Carlos Ghosn : l'ancien patron de Renault sort de son silence

France 2

Jeudi 2 janvier, plusieurs avancées et rebondissements ont eu lieu dans l'affaire Carlos Ghosn. Des interpellations, des perquisitions, une demande d'arrestation lancée par Interpol. Vu l'emballement suscité par sa fuite, le patron déchu est sorti de son silence dans un communiqué.

Carlos Ghosn et son épouse chez une amie le soir du 31 décembre, quelques heures après son arrivée au Liban ; c'est pour l'instant la seule image du patron déchu depuis sa fuite. Trois jours après, l'évasion de Carlos Ghosn est toujours entourée de controverse et de mystère. Au Japon, des enquêteurs ont perquisitionné la maison où il était assigné à résidence, surveillée par une simple caméra. Ils veulent savoir avec qui l'opération a été préparée et ils ne sont pas les seuls. En Turquie, où l'ex-patron a fait escale, sept personnes ont été arrêtées et conduites dans un commissariat d'Istanbul, soupçonnées d'être des complices.

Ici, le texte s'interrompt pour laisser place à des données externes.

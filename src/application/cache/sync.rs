//! Cross-node cache synchronization over a [`MessageBus`].
//!
//! Sync is eventual and unordered. Events are applied with plain cache
//! operations, so duplicates and reordering are harmless: `set` overwrites,
//! `delete` of an absent key is a no-op, `clear` is idempotent.

use std::sync::Arc;
use std::time::Duration;

use async_trait::async_trait;
use serde_json::Value;
use tokio::task::JoinHandle;
use tracing::{debug, info, warn};

use crate::domain::{CacheSyncEvent, SyncKind};
use crate::error::CacheResult;
use crate::port::{CacheService, CacheStats, MessageBus};

/// Publishes local cache mutations and applies remote ones.
pub struct SyncManager {
    node_id: String,
    bus: Arc<dyn MessageBus>,
    cache: Arc<dyn CacheService>,
    resubscribe_delay: Duration,
}

impl SyncManager {
    /// `cache` receives remote mutations; it must be the unsynced inner
    /// cache, or applied events would be re-published.
    #[must_use]
    pub fn new(
        node_id: impl Into<String>,
        bus: Arc<dyn MessageBus>,
        cache: Arc<dyn CacheService>,
        resubscribe_delay: Duration,
    ) -> Self {
        Self {
            node_id: node_id.into(),
            bus,
            cache,
            resubscribe_delay,
        }
    }

    async fn publish(&self, event: CacheSyncEvent) {
        if let Err(e) = self.bus.publish(&event).await {
            warn!(node_id = %self.node_id, kind = ?event.kind, error = %e, "Failed to publish sync event");
        }
    }

    pub async fn publish_set(&self, key: &str, value: Value, ttl: Option<Duration>) {
        self.publish(CacheSyncEvent::set(&self.node_id, key, value, ttl))
            .await;
    }

    pub async fn publish_delete(&self, key: &str) {
        self.publish(CacheSyncEvent::delete(&self.node_id, key)).await;
    }

    pub async fn publish_clear(&self) {
        self.publish(CacheSyncEvent::clear(&self.node_id)).await;
    }

    /// Apply a remote event to the local cache.
    ///
    /// Returns `false` for events that originated on this node or are
    /// missing required fields. Cache errors are logged.
    pub async fn apply(&self, event: &CacheSyncEvent) -> bool {
        if event.is_from(&self.node_id) {
            return false;
        }

        let result = match (event.kind, event.key.as_deref()) {
            (SyncKind::Set, Some(key)) => match &event.value {
                Some(value) => self.cache.set(key, value.clone(), event.ttl()).await,
                None => {
                    warn!(key = %key, origin = %event.node_id, "Set event without value");
                    return false;
                }
            },
            (SyncKind::Delete, Some(key)) => self.cache.delete(key).await.map(|_| ()),
            (SyncKind::Clear, _) => self.cache.clear().await,
            (kind, None) => {
                warn!(kind = ?kind, origin = %event.node_id, "Sync event without key");
                return false;
            }
        };

        match result {
            Ok(()) => {
                debug!(kind = ?event.kind, key = ?event.key, origin = %event.node_id, "Applied sync event");
                true
            }
            Err(e) => {
                warn!(kind = ?event.kind, origin = %event.node_id, error = %e, "Failed to apply sync event");
                false
            }
        }
    }

    /// Listen for remote events until the task is aborted.
    ///
    /// When the subscription fails or ends, the listener waits
    /// `resubscribe_delay` and subscribes again.
    pub fn spawn_listener(self: &Arc<Self>) -> JoinHandle<()> {
        let manager = Arc::clone(self);
        tokio::spawn(async move {
            loop {
                match manager.bus.subscribe().await {
                    Ok(mut events) => {
                        info!(node_id = %manager.node_id, "Cache sync listener subscribed");
                        while let Some(event) = events.recv().await {
                            manager.apply(&event).await;
                        }
                        warn!(node_id = %manager.node_id, "Cache sync subscription ended");
                    }
                    Err(e) => {
                        warn!(node_id = %manager.node_id, error = %e, "Cache sync subscribe failed");
                    }
                }
                tokio::time::sleep(manager.resubscribe_delay).await;
            }
        })
    }
}

/// A [`CacheService`] that publishes every successful mutation.
///
/// `expire` stays local: sync events carry only `set`, `delete` and `clear`.
pub struct SyncedCache {
    inner: Arc<dyn CacheService>,
    sync: Arc<SyncManager>,
}

impl SyncedCache {
    #[must_use]
    pub fn new(inner: Arc<dyn CacheService>, sync: Arc<SyncManager>) -> Self {
        Self { inner, sync }
    }
}

#[async_trait]
impl CacheService for SyncedCache {
    async fn set(&self, key: &str, value: Value, ttl: Option<Duration>) -> CacheResult<()> {
        self.inner.set(key, value.clone(), ttl).await?;
        self.sync.publish_set(key, value, ttl).await;
        Ok(())
    }

    async fn get(&self, key: &str) -> CacheResult<Option<Value>> {
        self.inner.get(key).await
    }

    async fn has(&self, key: &str) -> CacheResult<bool> {
        self.inner.has(key).await
    }

    async fn delete(&self, key: &str) -> CacheResult<bool> {
        let removed = self.inner.delete(key).await?;
        // Peers may hold the key even when this node does not.
        self.sync.publish_delete(key).await;
        Ok(removed)
    }

    async fn clear(&self) -> CacheResult<()> {
        self.inner.clear().await?;
        self.sync.publish_clear().await;
        Ok(())
    }

    async fn stats(&self) -> CacheResult<CacheStats> {
        self.inner.stats().await
    }

    async fn mset(&self, entries: Vec<(String, Value)>, ttl: Option<Duration>) -> CacheResult<()> {
        self.inner.mset(entries.clone(), ttl).await?;
        for (key, value) in entries {
            self.sync.publish_set(&key, value, ttl).await;
        }
        Ok(())
    }

    async fn mget(&self, keys: &[String]) -> CacheResult<Vec<Option<Value>>> {
        self.inner.mget(keys).await
    }

    async fn incr(&self, key: &str, by: i64) -> CacheResult<i64> {
        let value = self.inner.incr(key, by).await?;
        let ttl = self.inner.ttl(key).await.ok().flatten();
        self.sync.publish_set(key, Value::from(value), ttl).await;
        Ok(value)
    }

    async fn expire(&self, key: &str, ttl: Duration) -> CacheResult<bool> {
        self.inner.expire(key, ttl).await
    }

    async fn ttl(&self, key: &str) -> CacheResult<Option<Duration>> {
        self.inner.ttl(key).await
    }
}

#[cfg(test)]
mod tests {
    use super::*;
    use crate::adapter::outbound::local::LocalBus;
    use crate::application::cache::MemoryCache;
    use crate::testkit::bus::RecordingBus;
    use serde_json::json;

    fn manager(node: &str, bus: Arc<dyn MessageBus>) -> (Arc<SyncManager>, Arc<MemoryCache>) {
        let cache = Arc::new(MemoryCache::default());
        let manager = Arc::new(SyncManager::new(
            node,
            bus,
            cache.clone(),
            Duration::from_millis(10),
        ));
        (manager, cache)
    }

    #[tokio::test]
    async fn own_events_are_ignored() {
        let (manager, cache) = manager("node-a", Arc::new(LocalBus::default()));
        let event = CacheSyncEvent::set("node-a", "k", json!(1), None);
        assert!(!manager.apply(&event).await);
        assert!(!cache.has("k").await.unwrap());
    }

    #[tokio::test]
    async fn remote_events_are_applied_idempotently() {
        let (manager, cache) = manager("node-b", Arc::new(LocalBus::default()));

        let set = CacheSyncEvent::set("node-a", "k", json!({"v": 1}), Some(Duration::from_secs(5)));
        assert!(manager.apply(&set).await);
        assert!(manager.apply(&set).await);
        assert_eq!(cache.get("k").await.unwrap(), Some(json!({"v": 1})));
        assert!(cache.ttl("k").await.unwrap().unwrap() <= Duration::from_secs(5));

        let delete = CacheSyncEvent::delete("node-a", "k");
        assert!(manager.apply(&delete).await);
        assert!(manager.apply(&delete).await);
        assert!(!cache.has("k").await.unwrap());

        cache.set("other", json!(2), None).await.unwrap();
        assert!(manager.apply(&CacheSyncEvent::clear("node-a")).await);
        assert!(cache.is_empty());
    }

    #[tokio::test]
    async fn incomplete_events_are_rejected() {
        let (manager, _) = manager("node-b", Arc::new(LocalBus::default()));
        let mut event = CacheSyncEvent::set("node-a", "k", json!(1), None);
        event.value = None;
        assert!(!manager.apply(&event).await);

        let mut event = CacheSyncEvent::delete("node-a", "k");
        event.key = None;
        assert!(!manager.apply(&event).await);
    }

    #[tokio::test]
    async fn synced_cache_publishes_mutations() {
        let bus = Arc::new(RecordingBus::default());
        let (manager, inner) = manager("node-a", bus.clone());
        let cache = SyncedCache::new(inner, manager);

        cache.set("k", json!(1), None).await.unwrap();
        cache.get("k").await.unwrap();
        cache.incr("n", 2).await.unwrap();
        cache.delete("k").await.unwrap();
        cache.clear().await.unwrap();

        let kinds: Vec<SyncKind> = bus.events().iter().map(|e| e.kind).collect();
        assert_eq!(
            kinds,
            vec![SyncKind::Set, SyncKind::Set, SyncKind::Delete, SyncKind::Clear]
        );
        assert!(bus.events().iter().all(|e| e.node_id == "node-a"));
        assert_eq!(bus.events()[1].value, Some(json!(2)));
    }

    #[tokio::test]
    async fn listener_propagates_between_nodes() {
        let bus = LocalBus::default();
        let (node_a, cache_a) = manager("node-a", Arc::new(bus.clone()));
        let (node_b, cache_b) = manager("node-b", Arc::new(bus.clone()));
        let listener_a = node_a.spawn_listener();
        let listener_b = node_b.spawn_listener();

        // Wait for both subscriptions.
        while bus.subscriber_count() < 2 {
            tokio::time::sleep(Duration::from_millis(5)).await;
        }

        let synced_a = SyncedCache::new(cache_a.clone(), node_a.clone());
        synced_a.set("shared", json!("x"), None).await.unwrap();

        let mut propagated = false;
        for _ in 0..50 {
            if cache_b.has("shared").await.unwrap() {
                propagated = true;
                break;
            }
            tokio::time::sleep(Duration::from_millis(5)).await;
        }
        assert!(propagated);

        listener_a.abort();
        listener_b.abort();
    }
}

Les enquêteurs s'intéressent à un jet privé

Jeudi après-midi, dans un communiqué, Carlos Ghosn a tenu à éloigner les soupçons visant ses proches : "les allégations dans les médias selon lesquelles mon épouse Carole et d'autres membres de ma famille auraient joué un rôle dans mon départ du Japon sont fausses et mensongères. C'est moi seul qui ai organisé mon départ". Pour l'instant, les enquêteurs ne savent pas comment l'homme d'affaires a quitté sa maison japonaise. En revanche, ils ont épluché les registres de vol et s'intéressent à un jet privé : décollage d'Osaka à 23h10, arrivée à Istanbul à 5h15 avant un autre avion dans la foulée jusqu'à Beyrouth.